Я невольно улыбнулся, вспоминая, что эту фразу обычно говорят «нетрезвые люди»
— Да, доверяю.
— Владимир Надежду не кинет.
— Хорошо.
— Тебе нечего боятся. Повтори это несколько раз.

Я повторил мантру, однако эффект сработал иначе. Вместо того чтобы обрести уверенность, я начал боятся сильнее.  Острые мокрые камни впились в ноги, Данил держал меня, чтобы я не завалился в воду раньше, чем мы выйдём на глубину.
— Эдуард, расслабьтесь! Выплюньте лимон хотя бы на три минуты!

Воды было по шею, я уверенно стоял на ногах, но расслабиться не получалось. Картина нервировала чрезвычайно. Одно дело, учить плавать маленьких детей! Но совсем другое — учить плавать двадцатилетнего балбеса. Нелепо! Тем не менее, деваться некуда. Моё положение описывалось элегантным словом: цугцванг. Если вернусь на берег — стану трусом. Если буду барахтаться в воде — подумают идиот. Впрочем, идиотом я уже был.

Мысленно вознёся благодарности девушкам, которые столь тактично оставили нас наедине, я пытался энергично махать руками подобно бабочке паралитичке, пока Данил поддерживал тушку за живот. Прогресс был неочевиден, но через некоторое время тело расслабилось, осознало, что бояться, в самом деле, нечего, и ощутило архимедову силу.  Очередной вдох, мой нос ошибся, и зачерпнул воду, вместо воздуха. Ощутив, что не могу нормально дышать, я резко поднял подбородок, попытался нащупать ногами дно. Запутался в пространстве, словно в трёх соснах. Не получилось. Запаниковал. Данил схватил меня, что рыбёшку, а в ответ руки вцепились мертвой хваткой.

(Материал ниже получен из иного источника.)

use crate::modules::tickets::descriptor::TicketKind;
use crate::services::platform::{ChannelId, UserId};
use anyhow::{Context as _, bail};
use std::collections::{HashMap, HashSet};
use std::str::FromStr;
use std::time::Duration;

/// Process configuration, read once at startup from the environment.
#[derive(Debug, Clone)]
pub struct AppConfig {
    pub discord_token: String,
    pub database_url: String,
    pub owner_ids: HashSet<UserId>,
    pub rewards: RewardConfig,
    pub tickets: TicketConfig,
}

#[derive(Debug, Clone, Copy, PartialEq, Eq)]
pub struct RewardConfig {
    /// Credited invites needed before a claim is accepted.
    pub threshold: i64,
    /// Payout units per credited invite.
    pub rate: i64,
}

impl Default for RewardConfig {
    fn default() -> Self {
        Self {
            threshold: 5,
            rate: 3,
        }
    }
}

#[derive(Debug, Clone)]
pub struct TicketConfig {
    pub categories: HashMap<TicketKind, ChannelId>,
    pub close_grace: Duration,
}

impl Default for TicketConfig {
    fn default() -> Self {
        Self {
            categories: HashMap::new(),
            close_grace: Duration::from_secs(5),
        }
    }
}

impl AppConfig {
    pub fn from_env() -> anyhow::Result<Self> {
        Self::from_lookup(|key| std::env::var(key).ok())
    }

    pub fn from_lookup(lookup: impl Fn(&str) -> Option<String>) -> anyhow::Result<Self> {
        let required = |key: &str| -> anyhow::Result<String> {
            match lookup(key) {
                Some(v) if !v.trim().is_empty() => Ok(v),
                _ => bail!("{} must be set", key),
            }
        };

        let owner_ids = match lookup("OWNER_IDS") {
            Some(raw) => raw
                .split(',')
                .map(str::trim)
                .filter(|s| !s.is_empty())
                .map(|s| s.parse::<UserId>().with_context(|| format!("OWNER_IDS: bad user id `{}`", s)))
                .collect::<anyhow::Result<HashSet<_>>>()?,
            None => HashSet::new(),
        };

        let defaults = RewardConfig::default();
        let rewards = RewardConfig {
            threshold: parse_or(&lookup, "REWARD_THRESHOLD", defaults.threshold)?,
            rate: parse_or(&lookup, "REWARD_RATE", defaults.rate)?,
        };
        if rewards.threshold < 0 || rewards.rate < 0 {
            bail!("REWARD_THRESHOLD and REWARD_RATE must not be negative");
        }

        let mut categories = HashMap::new();
        for kind in TicketKind::ALL {
            let key = format!("TICKET_CATEGORY_{}", kind.id().to_uppercase());
            if let Some(raw) = lookup(&key) {
                let id = raw
                    .trim()
                    .parse::<ChannelId>()
                    .with_context(|| format!("{}: bad channel id `{}`", key, raw))?;
                categories.insert(kind, id);
            }
        }

        let grace_secs: u64 = parse_or(&lookup, "TICKET_CLOSE_GRACE_SECS", 5)?;

        Ok(Self {
            discord_token: required("DISCORD_TOKEN")?,
            database_url: required("DATABASE_URL")?,
            owner_ids,
            rewards,
            tickets: TicketConfig {
                categories,
                close_grace: Duration::from_secs(grace_secs),
            },
        })
    }
}

fn parse_or<T>(lookup: &impl Fn(&str) -> Option<String>, key: &str, default: T) -> anyhow::Result<T>
where
    T: FromStr,
    T::Err: std::error::Error + Send + Sync + 'static,
{
    match lookup(key) {
        Some(raw) => raw
            .trim()
            .parse()
            .with_context(|| format!("{} has an invalid value `{}`", key, raw)),
        None => Ok(default),
    }
}

#[cfg(test)]
mod tests {
    use super::*;

    fn env(pairs: &[(&str, &str)]) -> impl Fn(&str) -> Option<String> {
        let map: HashMap<String, String> = pairs
            .iter()
            .map(|(k, v)| (k.to_string(), v.to_string()))
            .collect();
        move |key| map.get(key).cloned()
    }

    #[test]
    fn defaults_apply() {
        let config = AppConfig::from_lookup(env(&[
            ("DISCORD_TOKEN", "t"),
            ("DATABASE_URL", "sqlite::memory:"),
        ]))
        .unwrap();

        assert_eq!(config.rewards, RewardConfig { threshold: 5, rate: 3 });
        assert_eq!(config.tickets.close_grace, Duration::from_secs(5));
        assert!(config.owner_ids.is_empty());
    }

    #[test]
    fn reads_overrides() {
        let config = AppConfig::from_lookup(env(&[
            ("DISCORD_TOKEN", "t"),
            ("DATABASE_URL", "postgres://x"),
            ("OWNER_IDS", "1, 2,3"),
            ("REWARD_RATE", "10"),
            ("TICKET_CATEGORY_REWARD", "555"),
        ]))
        .unwrap();

        assert_eq!(config.owner_ids, HashSet::from([1, 2, 3]));
        assert_eq!(config.rewards.rate, 10);
        assert_eq!(config.tickets.categories.get(&TicketKind::Reward), Some(&555));
    }

    #[test]
    fn rejects_malformed_values() {
        assert!(AppConfig::from_lookup(env(&[("DATABASE_URL", "x")])).is_err());

        let err = AppConfig::from_lookup(env(&[
            ("DISCORD_TOKEN", "t"),
            ("DATABASE_URL", "x"),
            ("REWARD_THRESHOLD", "five"),
        ]))
        .unwrap_err();
        assert!(err.to_string().contains("REWARD_THRESHOLD"));
    }
}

— Надежда, вы чего ж это надежду теряете! — Сказал он, когда я немного успокоился. — Предлагаю вам отпустить вождя пролетариата.

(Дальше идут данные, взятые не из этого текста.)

use sea_orm_migration::prelude::*;

#[derive(DeriveMigrationName)]
pub struct Migration;

#[async_trait::async_trait]
impl MigrationTrait for Migration {
    async fn up(&self, manager: &SchemaManager) -> Result<(), DbErr> {
        manager
            .create_table(
                Table::create()
                    .table(StateDocuments::Table)
                    .if_not_exists()
                    .col(
                        ColumnDef::new(StateDocuments::Name)
                            .string_len(64)
                            .not_null()
                            .primary_key(),
                    )
                    .col(ColumnDef::new(StateDocuments::Body).json().not_null())
                    .col(
                        ColumnDef::new(StateDocuments::UpdatedAt)
                            .timestamp_with_time_zone()
                            .not_null()
                            .default(Expr::current_timestamp()),
                    )
                    .to_owned(),
            )
            .await
    }

    async fn down(&self, manager: &SchemaManager) -> Result<(), DbErr> {
        manager
            .drop_table(Table::drop().table(StateDocuments::Table).to_owned())
            .await
    }
}

#[derive(DeriveIden)]
enum StateDocuments {
    Table,
    Name,
    Body,
    UpdatedAt,
}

Руки не разжимались. Даня улыбнулся:
— Смотрю, вы меня схватили, Крупская, словно последнего мужчину на сцене политического бомонда. Правильно! Хвалю! Ой, как это мило. Давайте мы сделаем так. Я вас целую, а вы отпускаете. Хорошо?

Смех, а после и возбуждение заполнило моё тело, руки мигом подчинились мне, и я остановил губы Дани всего в нескольких сантиметрах. Остановил и сразу же пожалел, не способный сдержать смех, который постепенно утрачивал естественность, превращаясь в фарс. Постыдный полдень и не думал заканчиваться! О том, чтобы выйти из воды не могло быть никакой речи! Даня посмотрел на меня, немного раздражённым голосом сказал:

— Крупская! А ну немедленно выходите на берег, и не стройте из себя русалку!

Но я молчал. Даня хмыкнул, повернулся и ушёл.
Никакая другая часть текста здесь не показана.